# Work order
For this exercise, please reproduce the records below word for word, from the first line through the line with "pub fn with_id(self, id: &str)".

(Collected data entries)
==================================================
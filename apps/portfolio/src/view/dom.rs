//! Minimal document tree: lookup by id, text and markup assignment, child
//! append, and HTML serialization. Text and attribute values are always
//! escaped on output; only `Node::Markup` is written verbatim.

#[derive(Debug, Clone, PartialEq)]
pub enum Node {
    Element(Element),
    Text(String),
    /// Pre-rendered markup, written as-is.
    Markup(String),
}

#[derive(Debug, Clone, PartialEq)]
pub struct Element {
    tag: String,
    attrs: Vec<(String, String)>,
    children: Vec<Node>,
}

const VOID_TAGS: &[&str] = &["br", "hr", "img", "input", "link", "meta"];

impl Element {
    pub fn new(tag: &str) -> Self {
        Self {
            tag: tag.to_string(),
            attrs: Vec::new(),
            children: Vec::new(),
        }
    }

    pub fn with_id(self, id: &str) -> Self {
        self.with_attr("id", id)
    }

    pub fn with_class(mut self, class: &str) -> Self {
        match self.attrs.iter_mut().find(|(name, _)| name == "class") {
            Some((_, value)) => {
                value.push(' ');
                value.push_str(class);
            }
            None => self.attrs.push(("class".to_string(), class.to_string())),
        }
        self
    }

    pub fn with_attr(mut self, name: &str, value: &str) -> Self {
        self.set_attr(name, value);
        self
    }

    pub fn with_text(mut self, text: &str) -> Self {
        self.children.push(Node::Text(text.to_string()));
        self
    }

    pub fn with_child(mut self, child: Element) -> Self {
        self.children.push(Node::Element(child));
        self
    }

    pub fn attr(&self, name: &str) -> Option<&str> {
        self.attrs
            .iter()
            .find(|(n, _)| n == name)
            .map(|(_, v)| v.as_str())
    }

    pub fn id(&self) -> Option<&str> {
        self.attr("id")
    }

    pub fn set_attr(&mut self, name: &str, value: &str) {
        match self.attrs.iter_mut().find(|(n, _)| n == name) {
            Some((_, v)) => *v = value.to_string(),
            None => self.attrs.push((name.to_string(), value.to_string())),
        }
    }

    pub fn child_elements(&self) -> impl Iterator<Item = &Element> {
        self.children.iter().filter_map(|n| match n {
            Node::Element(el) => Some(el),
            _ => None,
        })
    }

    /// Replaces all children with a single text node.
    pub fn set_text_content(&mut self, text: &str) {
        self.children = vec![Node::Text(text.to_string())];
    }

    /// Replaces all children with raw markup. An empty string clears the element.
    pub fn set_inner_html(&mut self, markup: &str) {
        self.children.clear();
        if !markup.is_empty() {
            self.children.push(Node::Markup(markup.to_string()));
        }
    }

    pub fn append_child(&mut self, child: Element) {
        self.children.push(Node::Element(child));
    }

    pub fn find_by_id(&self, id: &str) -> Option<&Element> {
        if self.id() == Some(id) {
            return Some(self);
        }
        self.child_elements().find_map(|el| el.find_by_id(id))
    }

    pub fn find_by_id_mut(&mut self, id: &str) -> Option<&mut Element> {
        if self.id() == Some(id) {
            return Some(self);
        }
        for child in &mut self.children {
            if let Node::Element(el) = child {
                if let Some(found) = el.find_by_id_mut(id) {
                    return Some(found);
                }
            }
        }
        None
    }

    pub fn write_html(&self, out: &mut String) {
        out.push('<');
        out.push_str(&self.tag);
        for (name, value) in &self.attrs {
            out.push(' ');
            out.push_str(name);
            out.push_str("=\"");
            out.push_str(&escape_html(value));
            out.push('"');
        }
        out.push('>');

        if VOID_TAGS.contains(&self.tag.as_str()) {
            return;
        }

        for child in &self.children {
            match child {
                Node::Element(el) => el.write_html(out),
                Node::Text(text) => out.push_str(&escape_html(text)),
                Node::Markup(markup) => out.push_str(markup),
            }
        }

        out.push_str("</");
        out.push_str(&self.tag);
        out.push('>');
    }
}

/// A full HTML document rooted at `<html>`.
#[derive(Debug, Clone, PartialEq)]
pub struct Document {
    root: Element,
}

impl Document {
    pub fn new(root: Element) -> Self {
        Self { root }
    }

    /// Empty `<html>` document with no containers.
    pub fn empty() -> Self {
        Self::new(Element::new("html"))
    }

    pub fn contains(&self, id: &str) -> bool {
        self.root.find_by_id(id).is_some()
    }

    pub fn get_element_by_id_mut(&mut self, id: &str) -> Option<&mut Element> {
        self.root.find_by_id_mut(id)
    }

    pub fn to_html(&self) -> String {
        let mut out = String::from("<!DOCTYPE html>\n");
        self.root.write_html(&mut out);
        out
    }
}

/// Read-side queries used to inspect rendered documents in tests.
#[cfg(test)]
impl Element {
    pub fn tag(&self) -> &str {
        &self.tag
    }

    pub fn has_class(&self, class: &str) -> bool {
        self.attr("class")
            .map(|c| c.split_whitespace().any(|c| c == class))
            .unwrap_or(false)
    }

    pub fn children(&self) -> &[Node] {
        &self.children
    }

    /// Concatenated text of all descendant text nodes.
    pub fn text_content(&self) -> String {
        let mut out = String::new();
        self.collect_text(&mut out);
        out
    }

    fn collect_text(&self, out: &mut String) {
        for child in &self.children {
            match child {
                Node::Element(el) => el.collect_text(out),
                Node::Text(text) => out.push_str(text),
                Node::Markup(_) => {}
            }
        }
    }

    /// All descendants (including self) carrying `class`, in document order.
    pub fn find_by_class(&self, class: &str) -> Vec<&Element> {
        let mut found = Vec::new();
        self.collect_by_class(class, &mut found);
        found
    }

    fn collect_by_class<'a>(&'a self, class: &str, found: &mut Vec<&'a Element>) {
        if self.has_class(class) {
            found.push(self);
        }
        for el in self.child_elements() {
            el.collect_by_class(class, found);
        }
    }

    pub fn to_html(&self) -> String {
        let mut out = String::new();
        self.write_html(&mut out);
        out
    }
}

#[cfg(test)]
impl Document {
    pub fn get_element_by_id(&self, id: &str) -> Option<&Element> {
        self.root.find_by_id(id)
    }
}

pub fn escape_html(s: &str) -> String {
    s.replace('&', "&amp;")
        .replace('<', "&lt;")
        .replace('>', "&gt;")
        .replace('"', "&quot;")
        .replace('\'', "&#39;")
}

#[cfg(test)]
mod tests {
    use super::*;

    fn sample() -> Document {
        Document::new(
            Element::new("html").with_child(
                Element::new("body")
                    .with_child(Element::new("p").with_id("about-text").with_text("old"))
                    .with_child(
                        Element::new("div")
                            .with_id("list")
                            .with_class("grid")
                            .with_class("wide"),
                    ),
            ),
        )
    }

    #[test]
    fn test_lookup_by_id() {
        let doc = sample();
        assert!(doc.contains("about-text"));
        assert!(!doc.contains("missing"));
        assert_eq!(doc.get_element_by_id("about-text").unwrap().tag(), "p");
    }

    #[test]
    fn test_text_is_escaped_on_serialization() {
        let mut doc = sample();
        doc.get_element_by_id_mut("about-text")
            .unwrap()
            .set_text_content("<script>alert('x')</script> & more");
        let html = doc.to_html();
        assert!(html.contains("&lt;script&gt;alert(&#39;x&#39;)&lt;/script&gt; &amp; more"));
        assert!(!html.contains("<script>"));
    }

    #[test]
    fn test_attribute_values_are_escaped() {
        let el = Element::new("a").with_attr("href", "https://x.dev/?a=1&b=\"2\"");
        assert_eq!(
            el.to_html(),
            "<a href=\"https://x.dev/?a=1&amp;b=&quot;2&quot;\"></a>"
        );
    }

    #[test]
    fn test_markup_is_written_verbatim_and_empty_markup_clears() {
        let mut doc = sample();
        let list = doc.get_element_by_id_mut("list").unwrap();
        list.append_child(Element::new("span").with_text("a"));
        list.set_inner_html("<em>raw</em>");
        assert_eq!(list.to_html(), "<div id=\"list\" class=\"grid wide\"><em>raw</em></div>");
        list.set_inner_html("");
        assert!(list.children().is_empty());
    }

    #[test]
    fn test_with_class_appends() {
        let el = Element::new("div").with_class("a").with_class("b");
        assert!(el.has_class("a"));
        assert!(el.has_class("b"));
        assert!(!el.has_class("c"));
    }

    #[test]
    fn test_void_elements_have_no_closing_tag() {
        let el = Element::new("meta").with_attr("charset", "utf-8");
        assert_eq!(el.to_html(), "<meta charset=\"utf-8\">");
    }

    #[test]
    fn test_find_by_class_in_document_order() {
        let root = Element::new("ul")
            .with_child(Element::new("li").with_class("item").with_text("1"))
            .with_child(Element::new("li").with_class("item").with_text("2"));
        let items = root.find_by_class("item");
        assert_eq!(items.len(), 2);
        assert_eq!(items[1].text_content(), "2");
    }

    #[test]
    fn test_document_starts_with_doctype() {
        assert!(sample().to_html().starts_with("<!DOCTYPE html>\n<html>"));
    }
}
==================================================
# Output of the exercise
filename apps/portfolio/src/view/dom.rs
//! Minimal document tree: lookup by id, text and markup assignment, child
//! append, and HTML serialization. Text and attribute values are always
//! escaped on output; only `Node::Markup` is written verbatim.

#[derive(Debug, Clone, PartialEq)]
pub enum Node {
    Element(Element),
    Text(String),
    /// Pre-rendered markup, written as-is.
    Markup(String),
}

#[derive(Debug, Clone, PartialEq)]
pub struct Element {
    tag: String,
    attrs: Vec<(String, String)>,
    children: Vec<Node>,
}

const VOID_TAGS: &[&str] = &["br", "hr", "img", "input", "link", "meta"];

impl Element {
    pub fn new(tag: &str) -> Self {
        Self {
            tag: tag.to_string(),
            attrs: Vec::new(),
            children: Vec::new(),
        }
    }

    pub fn with_id(self, id: &str) -> Self {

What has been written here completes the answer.